** DATASET RECORDS follows **
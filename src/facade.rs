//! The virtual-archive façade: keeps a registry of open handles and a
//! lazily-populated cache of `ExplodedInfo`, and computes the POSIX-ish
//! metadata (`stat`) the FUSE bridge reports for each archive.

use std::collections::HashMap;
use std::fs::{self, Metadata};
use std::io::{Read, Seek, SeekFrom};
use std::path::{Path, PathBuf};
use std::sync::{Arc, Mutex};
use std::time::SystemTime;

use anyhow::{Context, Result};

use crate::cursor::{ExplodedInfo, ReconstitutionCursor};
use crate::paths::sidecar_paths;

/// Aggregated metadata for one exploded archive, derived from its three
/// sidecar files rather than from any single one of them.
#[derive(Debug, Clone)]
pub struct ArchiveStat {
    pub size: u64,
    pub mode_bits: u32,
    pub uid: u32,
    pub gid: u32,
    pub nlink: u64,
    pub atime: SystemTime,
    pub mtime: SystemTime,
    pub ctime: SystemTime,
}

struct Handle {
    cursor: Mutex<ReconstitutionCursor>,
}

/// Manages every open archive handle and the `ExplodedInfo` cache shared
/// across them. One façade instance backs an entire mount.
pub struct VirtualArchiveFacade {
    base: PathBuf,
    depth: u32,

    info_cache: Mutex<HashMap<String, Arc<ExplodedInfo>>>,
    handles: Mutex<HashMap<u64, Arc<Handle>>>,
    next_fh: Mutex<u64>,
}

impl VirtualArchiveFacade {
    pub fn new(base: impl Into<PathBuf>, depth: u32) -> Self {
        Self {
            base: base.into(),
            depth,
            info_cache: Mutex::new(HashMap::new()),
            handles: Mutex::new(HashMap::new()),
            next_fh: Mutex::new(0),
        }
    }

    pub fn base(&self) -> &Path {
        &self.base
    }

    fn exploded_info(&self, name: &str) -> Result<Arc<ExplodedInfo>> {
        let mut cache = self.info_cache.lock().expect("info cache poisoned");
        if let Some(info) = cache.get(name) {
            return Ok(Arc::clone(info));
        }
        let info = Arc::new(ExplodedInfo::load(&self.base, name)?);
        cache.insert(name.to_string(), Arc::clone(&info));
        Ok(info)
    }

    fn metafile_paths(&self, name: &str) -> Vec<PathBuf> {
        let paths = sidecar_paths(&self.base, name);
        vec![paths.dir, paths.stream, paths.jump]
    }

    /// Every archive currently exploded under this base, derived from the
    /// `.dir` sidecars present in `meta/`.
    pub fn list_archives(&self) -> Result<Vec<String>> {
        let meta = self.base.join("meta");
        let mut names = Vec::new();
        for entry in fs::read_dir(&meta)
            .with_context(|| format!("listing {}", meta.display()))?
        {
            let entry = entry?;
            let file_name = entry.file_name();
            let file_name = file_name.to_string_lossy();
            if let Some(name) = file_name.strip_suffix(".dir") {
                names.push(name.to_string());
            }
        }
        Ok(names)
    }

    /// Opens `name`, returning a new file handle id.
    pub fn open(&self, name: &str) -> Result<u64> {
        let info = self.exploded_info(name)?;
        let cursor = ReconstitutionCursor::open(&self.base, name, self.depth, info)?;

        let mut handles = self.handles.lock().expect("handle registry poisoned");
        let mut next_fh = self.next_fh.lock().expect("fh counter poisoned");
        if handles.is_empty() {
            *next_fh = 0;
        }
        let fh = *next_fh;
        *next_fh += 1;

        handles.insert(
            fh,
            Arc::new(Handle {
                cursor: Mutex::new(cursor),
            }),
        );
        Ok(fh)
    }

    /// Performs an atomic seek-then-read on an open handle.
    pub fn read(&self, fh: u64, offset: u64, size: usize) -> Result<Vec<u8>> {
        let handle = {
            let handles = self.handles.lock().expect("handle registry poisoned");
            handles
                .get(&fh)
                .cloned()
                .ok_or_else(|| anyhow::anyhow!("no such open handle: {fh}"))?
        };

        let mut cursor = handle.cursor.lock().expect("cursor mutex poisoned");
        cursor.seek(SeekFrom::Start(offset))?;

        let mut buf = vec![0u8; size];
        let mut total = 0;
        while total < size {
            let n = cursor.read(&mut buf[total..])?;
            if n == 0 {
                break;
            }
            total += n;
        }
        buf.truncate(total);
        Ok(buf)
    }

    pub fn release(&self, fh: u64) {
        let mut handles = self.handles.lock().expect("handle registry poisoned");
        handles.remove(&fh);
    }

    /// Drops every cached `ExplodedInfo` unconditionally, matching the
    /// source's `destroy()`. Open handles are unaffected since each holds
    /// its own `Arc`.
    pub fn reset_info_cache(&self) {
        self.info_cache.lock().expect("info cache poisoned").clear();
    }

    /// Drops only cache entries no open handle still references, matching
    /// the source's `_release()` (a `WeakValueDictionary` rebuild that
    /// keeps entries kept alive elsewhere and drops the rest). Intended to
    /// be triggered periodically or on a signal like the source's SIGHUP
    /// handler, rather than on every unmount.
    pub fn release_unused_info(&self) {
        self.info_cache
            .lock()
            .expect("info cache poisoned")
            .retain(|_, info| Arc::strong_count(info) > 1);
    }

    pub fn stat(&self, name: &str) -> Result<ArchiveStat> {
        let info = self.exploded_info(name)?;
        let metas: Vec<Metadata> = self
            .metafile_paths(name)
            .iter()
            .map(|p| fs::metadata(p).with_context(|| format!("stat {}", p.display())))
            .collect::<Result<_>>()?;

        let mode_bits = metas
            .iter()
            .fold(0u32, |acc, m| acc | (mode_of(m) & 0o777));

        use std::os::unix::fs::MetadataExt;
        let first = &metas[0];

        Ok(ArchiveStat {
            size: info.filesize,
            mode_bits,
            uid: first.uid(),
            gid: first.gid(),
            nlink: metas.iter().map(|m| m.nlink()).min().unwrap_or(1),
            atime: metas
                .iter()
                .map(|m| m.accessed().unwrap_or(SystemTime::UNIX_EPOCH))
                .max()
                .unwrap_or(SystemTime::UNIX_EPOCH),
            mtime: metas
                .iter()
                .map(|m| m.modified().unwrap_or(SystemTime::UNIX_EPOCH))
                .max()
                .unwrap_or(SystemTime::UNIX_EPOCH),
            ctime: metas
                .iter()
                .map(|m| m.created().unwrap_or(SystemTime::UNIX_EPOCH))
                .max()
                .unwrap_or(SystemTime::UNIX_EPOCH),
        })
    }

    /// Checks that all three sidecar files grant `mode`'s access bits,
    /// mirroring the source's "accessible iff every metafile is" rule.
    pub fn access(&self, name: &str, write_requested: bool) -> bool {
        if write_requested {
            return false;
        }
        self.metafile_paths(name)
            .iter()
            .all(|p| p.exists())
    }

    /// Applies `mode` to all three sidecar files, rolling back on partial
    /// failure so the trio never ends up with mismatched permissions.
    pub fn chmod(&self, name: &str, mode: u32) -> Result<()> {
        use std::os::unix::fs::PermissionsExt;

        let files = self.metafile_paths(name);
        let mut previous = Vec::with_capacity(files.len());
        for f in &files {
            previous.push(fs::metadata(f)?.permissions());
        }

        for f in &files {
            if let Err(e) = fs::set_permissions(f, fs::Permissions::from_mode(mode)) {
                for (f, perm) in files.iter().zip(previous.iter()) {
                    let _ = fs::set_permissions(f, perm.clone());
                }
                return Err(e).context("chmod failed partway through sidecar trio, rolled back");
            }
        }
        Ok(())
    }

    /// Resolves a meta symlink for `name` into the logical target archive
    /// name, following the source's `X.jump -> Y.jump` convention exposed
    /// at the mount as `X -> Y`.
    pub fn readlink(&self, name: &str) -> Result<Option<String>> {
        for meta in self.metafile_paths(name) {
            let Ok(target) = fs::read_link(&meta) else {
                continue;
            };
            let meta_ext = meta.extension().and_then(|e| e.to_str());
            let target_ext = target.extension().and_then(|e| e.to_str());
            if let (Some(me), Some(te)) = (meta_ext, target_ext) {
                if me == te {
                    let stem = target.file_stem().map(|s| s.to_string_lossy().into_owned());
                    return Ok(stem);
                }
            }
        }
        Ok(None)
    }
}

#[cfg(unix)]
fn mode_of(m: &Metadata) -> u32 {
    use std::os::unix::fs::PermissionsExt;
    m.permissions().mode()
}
** End of DATASET RECORDS **
= HOW TO COMPLETE THIS TASK =
In the listing above, reproduce the first line and each one after it through the line that contains "let info = Arc::new(ExplodedInfo::load(&self.base, name)?);".

= YOUR SOLUTION =
filename src/facade.rs
//! The virtual-archive façade: keeps a registry of open handles and a
//! lazily-populated cache of `ExplodedInfo`, and computes the POSIX-ish
//! metadata (`stat`) the FUSE bridge reports for each archive.

use std::collections::HashMap;
use std::fs::{self, Metadata};
use std::io::{Read, Seek, SeekFrom};
use std::path::{Path, PathBuf};
use std::sync::{Arc, Mutex};
use std::time::SystemTime;

use anyhow::{Context, Result};

use crate::cursor::{ExplodedInfo, ReconstitutionCursor};
use crate::paths::sidecar_paths;

/// Aggregated metadata for one exploded archive, derived from its three
/// sidecar files rather than from any single one of them.
#[derive(Debug, Clone)]
pub struct ArchiveStat {
    pub size: u64,
    pub mode_bits: u32,
    pub uid: u32,
    pub gid: u32,
    pub nlink: u64,
    pub atime: SystemTime,
    pub mtime: SystemTime,
    pub ctime: SystemTime,
}

struct Handle {
    cursor: Mutex<ReconstitutionCursor>,
}

/// Manages every open archive handle and the `ExplodedInfo` cache shared
/// across them. One façade instance backs an entire mount.
pub struct VirtualArchiveFacade {
    base: PathBuf,
    depth: u32,

    info_cache: Mutex<HashMap<String, Arc<ExplodedInfo>>>,
    handles: Mutex<HashMap<u64, Arc<Handle>>>,
    next_fh: Mutex<u64>,
}

impl VirtualArchiveFacade {
    pub fn new(base: impl Into<PathBuf>, depth: u32) -> Self {
        Self {
            base: base.into(),
            depth,
            info_cache: Mutex::new(HashMap::new()),
            handles: Mutex::new(HashMap::new()),
            next_fh: Mutex::new(0),
        }
    }

    pub fn base(&self) -> &Path {
        &self.base
    }

    fn exploded_info(&self, name: &str) -> Result<Arc<ExplodedInfo>> {
        let mut cache = self.info_cache.lock().expect("info cache poisoned");
        if let Some(info) = cache.get(name) {
            return Ok(Arc::clone(info));
        }
        let info = Arc::new(ExplodedInfo::load(&self.base, name)?);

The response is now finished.